The Board additionally held that the trial court correctly admitted a vocational expert’s testimony into evidence, despite the fact that he destroyed his handwritten notes taken when he first evaluated the injured worker.

In the case, Tawan Braden, a truck driver, reported a right-ankle injury in 2016 when he tripped and fell while unloading a roll of carpet. An authorized doctor performed two surgeries to repair the fracture, and ultimately he returned to work. Braden reported another incident in 2017, after hearing a “pop” and feeling sudden pain while walking. The treating doctor performed two more surgeries.

After the compensation hearing, Judge Deana Seymour, Memphis, determined the second incident was a direct and natural consequence of the compensable work injury, and she found Braden permanently and totally disabled.

Mohawk Industries, Inc. appealed, arguing that the second incident was an independent, intervening event not causally related to Braden’s compensable work accident. The Board held oral argument in early February, and in a March 1 opinion, it affirmed.

In its opinion, the Board traced the history of the direct and natural consequences rule. For example, in Rogers v. Shaw, released in 1991, the Tennessee Supreme Court explained the general rule that “every natural consequence that flows from the work-related condition arises out of the employment, unless it is the result of an independent intervening cause attributable to the employee’s intentional conduct.”

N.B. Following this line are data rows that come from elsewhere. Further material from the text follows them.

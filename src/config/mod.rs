//! Configuration for chunking behavior.
//!
//! This module provides the configuration surface of the crate:
//!
//! - [`ConfigFile`] - Parses the line-oriented `key=value` configuration file
//! - [`RabinParams`], [`AeParams`], [`FixedParams`] - Validated parameter
//!   sets consumed by the chunker constructors
//! - [`ChunkingAlgo`] - The algorithm selected by `chunking_algo`
//!
//! # Example
//!
//! ```
//! use cdchunk::{ConfigFile, RabinParams};
//!
//! let config = ConfigFile::parse(
//!     "chunking_algo=rabins\n\
//!      hashing_algo=sha256\n\
//!      rabinc_window_size=48\n\
//!      rabinc_min_block_size=2048\n\
//!      rabinc_avg_block_size=4096\n\
//!      rabinc_max_block_size=8192\n",
//! )?;
//! let params: RabinParams = config.rabin_params()?;
//! assert_eq!(params.avg_block_size(), 4096);
//! # Ok::<(), cdchunk::ChunkError>(())
//! ```

mod file;

pub use file::ConfigFile;

use crate::cdc::AeMode;
use crate::error::ChunkError;

/// Configuration key selecting the chunking algorithm.
pub const CHUNKING_ALGO: &str = "chunking_algo";
/// Configuration key selecting the hashing algorithm.
pub const HASHING_ALGO: &str = "hashing_algo";
/// Configuration key for the fixed-size chunk length.
pub const FC_SIZE: &str = "fc_size";
/// Configuration key for the Rabin sliding window size.
pub const RABINC_WINDOW_SIZE: &str = "rabinc_window_size";
/// Configuration key for the Rabin minimum block size.
pub const RABINC_MIN_BLOCK_SIZE: &str = "rabinc_min_block_size";
/// Configuration key for the Rabin average block size.
pub const RABINC_AVG_BLOCK_SIZE: &str = "rabinc_avg_block_size";
/// Configuration key for the Rabin maximum block size.
pub const RABINC_MAX_BLOCK_SIZE: &str = "rabinc_max_block_size";
/// Configuration key for the AE average block size.
pub const AE_AVG_BLOCK_SIZE: &str = "ae_avg_block_size";
/// Configuration key for the AE extremum mode.
pub const AE_EXTREME_MODE: &str = "ae_extreme_mode";

/// Default Rabin sliding window size (bytes).
pub const DEFAULT_RABIN_WINDOW_SIZE: u64 = 64;
/// Default Rabin minimum block size (bytes).
pub const DEFAULT_RABIN_MIN_BLOCK_SIZE: u64 = 2048;
/// Default Rabin average block size (bytes).
pub const DEFAULT_RABIN_AVG_BLOCK_SIZE: u64 = 4096;
/// Default Rabin maximum block size (bytes).
pub const DEFAULT_RABIN_MAX_BLOCK_SIZE: u64 = 8192;
/// Default AE average block size (bytes).
pub const DEFAULT_AE_AVG_BLOCK_SIZE: u64 = 4096;
/// Default fixed chunk size (bytes).
pub const DEFAULT_FC_SIZE: u64 = 4096;

/// The chunking algorithm selected by the `chunking_algo` key.
#[derive(Debug, Clone, Copy, PartialEq, Eq, Hash)]
pub enum ChunkingAlgo {
    /// Fixed-size chunking.
    Fixed,
    /// Rabin fingerprint chunking.
    Rabins,
    /// Asymmetric Extremum chunking.
    Ae,
}

impl ChunkingAlgo {
    /// Parses the configuration spelling of an algorithm.
    ///
    /// Recognized values are `fixed`, `rabins`, and `ae`.
    pub(crate) fn parse(value: &str) -> Result<Self, ChunkError> {
        match value {
            "fixed" => Ok(ChunkingAlgo::Fixed),
            "rabins" => Ok(ChunkingAlgo::Rabins),
            "ae" => Ok(ChunkingAlgo::Ae),
            _ => Err(ChunkError::InvalidValue {
                key: CHUNKING_ALGO,
                value: value.to_string(),
            }),
        }
    }
}

/// Validated parameters for [`RabinChunker`](crate::RabinChunker).
///
/// Construction rejects inconsistent values, so a chunker built from a
/// `RabinParams` never has to re-check them.
#[derive(Debug, Clone, Copy, PartialEq, Eq)]
pub struct RabinParams {
    window_size: u64,
    min_block_size: u64,
    avg_block_size: u64,
    max_block_size: u64,
}

impl RabinParams {
    /// Creates a parameter set, validating consistency.
    ///
    /// # Errors
    ///
    /// Returns [`ChunkError::InvalidConfig`] if the window or minimum is
    /// zero, the minimum exceeds the average, or the average exceeds the
    /// maximum.
    pub fn new(
        window_size: u64,
        min_block_size: u64,
        avg_block_size: u64,
        max_block_size: u64,
    ) -> Result<Self, ChunkError> {
        if window_size == 0 {
            return Err(ChunkError::InvalidConfig {
                message: "window size must be at least 1",
            });
        }
        if min_block_size == 0 {
            return Err(ChunkError::InvalidConfig {
                message: "minimum block size must be at least 1",
            });
        }
        if min_block_size > avg_block_size {
            return Err(ChunkError::InvalidConfig {
                message: "minimum block size cannot exceed the average",
            });
        }
        if avg_block_size > max_block_size {
            return Err(ChunkError::InvalidConfig {
                message: "average block size cannot exceed the maximum",
            });
        }
        Ok(Self {
            window_size,
            min_block_size,
            avg_block_size,
            max_block_size,
        })
    }

    /// Returns the sliding window size in bytes.
    pub fn window_size(&self) -> u64 {
        self.window_size
    }

    /// Returns the minimum block size in bytes.
    pub fn min_block_size(&self) -> u64 {
        self.min_block_size
    }

    /// Returns the target average block size in bytes.
    ///
    /// The cut-point mask is derived from the highest power of two not
    /// exceeding this value, so a non-power-of-two average is effectively
    /// rounded down.
    pub fn avg_block_size(&self) -> u64 {
        self.avg_block_size
    }

    /// Returns the maximum block size in bytes.
    pub fn max_block_size(&self) -> u64 {
        self.max_block_size
    }
}

impl Default for RabinParams {
    fn default() -> Self {
        Self {
            window_size: DEFAULT_RABIN_WINDOW_SIZE,
            min_block_size: DEFAULT_RABIN_MIN_BLOCK_SIZE,
            avg_block_size: DEFAULT_RABIN_AVG_BLOCK_SIZE,
            max_block_size: DEFAULT_RABIN_MAX_BLOCK_SIZE,
        }
    }
}

/// Validated parameters for [`AeChunker`](crate::AeChunker).
#[derive(Debug, Clone, Copy, PartialEq, Eq)]
pub struct AeParams {
    avg_block_size: u64,
    extreme_mode: AeMode,
}

impl AeParams {
    /// Creates a parameter set, validating consistency.
    ///
    /// # Errors
    ///
    /// Returns [`ChunkError::InvalidConfig`] if the average is below 2.
    pub fn new(avg_block_size: u64, extreme_mode: AeMode) -> Result<Self, ChunkError> {
        if avg_block_size < 2 {
            return Err(ChunkError::InvalidConfig {
                message: "average block size must be at least 2",
            });
        }
        Ok(Self {
            avg_block_size,
            extreme_mode,
        })
    }

    /// Returns the target average block size in bytes.
    pub fn avg_block_size(&self) -> u64 {
        self.avg_block_size
    }

    /// Returns which extremum triggers a cut.
    pub fn extreme_mode(&self) -> AeMode {
        self.extreme_mode
    }
}

impl Default for AeParams {
    fn default() -> Self {
        Self {
            avg_block_size: DEFAULT_AE_AVG_BLOCK_SIZE,
            extreme_mode: AeMode::Max,
        }
    }
}

/// Validated parameters for [`FixedChunker`](crate::FixedChunker).
#[derive(Debug, Clone, Copy, PartialEq, Eq)]
pub struct FixedParams {
    size: u64,
}

impl FixedParams {
    /// Creates a parameter set, validating consistency.
    ///
    /// # Errors
    ///
    /// Returns [`ChunkError::InvalidConfig`] if the size is zero.
    pub fn new(size: u64) -> Result<Self, ChunkError> {
        if size == 0 {
            return Err(ChunkError::InvalidConfig {
                message: "fixed chunk size must be at least 1",
            });
        }
        Ok(Self { size })
    }

    /// Returns the fixed chunk size in bytes.
    pub fn size(&self) -> u64 {
        self.size
    }
}

impl Default for FixedParams {
    fn default() -> Self {
        Self {
            size: DEFAULT_FC_SIZE,
        }
    }
}

#[cfg(test)]
mod tests {
    use super::*;

    #[test]
    fn test_rabin_params_validation() {
        assert!(RabinParams::new(48, 2048, 4096, 8192).is_ok());
        assert!(RabinParams::new(0, 2048, 4096, 8192).is_err());
        assert!(RabinParams::new(48, 0, 4096, 8192).is_err());
        assert!(RabinParams::new(48, 8192, 4096, 8192).is_err());
        assert!(RabinParams::new(48, 2048, 16384, 8192).is_err());
        // min == avg == max is allowed
        assert!(RabinParams::new(48, 4096, 4096, 4096).is_ok());
    }

    #[test]
    fn test_ae_params_validation() {
        assert!(AeParams::new(4096, AeMode::Max).is_ok());
        assert!(AeParams::new(2, AeMode::Min).is_ok());
        assert!(AeParams::new(1, AeMode::Max).is_err());
        assert!(AeParams::new(0, AeMode::Max).is_err());
    }

    #[test]
    fn test_fixed_params_validation() {
        assert!(FixedParams::new(1).is_ok());
        assert!(FixedParams::new(0).is_err());
    }

    #[test]
    fn test_chunking_algo_parse() {
        assert_eq!(
            ChunkingAlgo::parse("fixed").unwrap(),
            ChunkingAlgo::Fixed
        );
        assert_eq!(
            ChunkingAlgo::parse("rabins").unwrap(),
            ChunkingAlgo::Rabins
        );
        assert_eq!(ChunkingAlgo::parse("ae").unwrap(), ChunkingAlgo::Ae);
        assert!(ChunkingAlgo::parse("rabin").is_err());
    }

    #[test]
    fn test_defaults_are_consistent() {
        let rabin = RabinParams::default();
        assert!(RabinParams::new(
            rabin.window_size(),
            rabin.min_block_size(),
            rabin.avg_block_size(),
            rabin.max_block_size()
        )
        .is_ok());

        let ae = AeParams::default();
        assert!(AeParams::new(ae.avg_block_size(), ae.extreme_mode()).is_ok());
    }
}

In 2008, the Supreme Court revisited the rule in Anderson v. Westfield Group. The justices concluded that, “negligence is the appropriate standard for determining whether an independent intervening cause relieves an employer of liability for a subsequent injury purportedly flowing from a prior work-related injury.”

The Board noted that it had previously affirmed an interlocutory order involving the rule after passage of the 2013 Workers’ Compensation Reform Act in Hudgins v. Global Personnel Solutions, Inc. So this case was the first time the Board considered the rule in the context of a compensation hearing.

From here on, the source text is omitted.